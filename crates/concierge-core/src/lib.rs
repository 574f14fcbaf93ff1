//! Conversation logic for the Concierge chat widget.
//!
//! This crate owns the session's conversation store, the dialogue controller
//! that turns UI events into remote calls, and the display seam every widget
//! surface implements. It defines the `CompletionProvider` port that
//! `concierge-infra` implements -- it never depends on an HTTP client itself.

pub mod chat;
pub mod llm;
pub mod render;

::::::::

■ Prompt ■
Give back the data above, repeating every record exactly.

■ Result of the exercise ■
filename crates/concierge-core/src/lib.rs
repository 574f14fcbaf93ff1
//! Conversation logic for the Concierge chat widget.
//!
//! This crate owns the session's conversation store, the dialogue controller
//! that turns UI events into remote calls, and the display seam every widget
//! surface implements. It defines the `CompletionProvider` port that
//! `concierge-infra` implements -- it never depends on an HTTP client itself.

pub mod chat;
pub mod llm;
pub mod render;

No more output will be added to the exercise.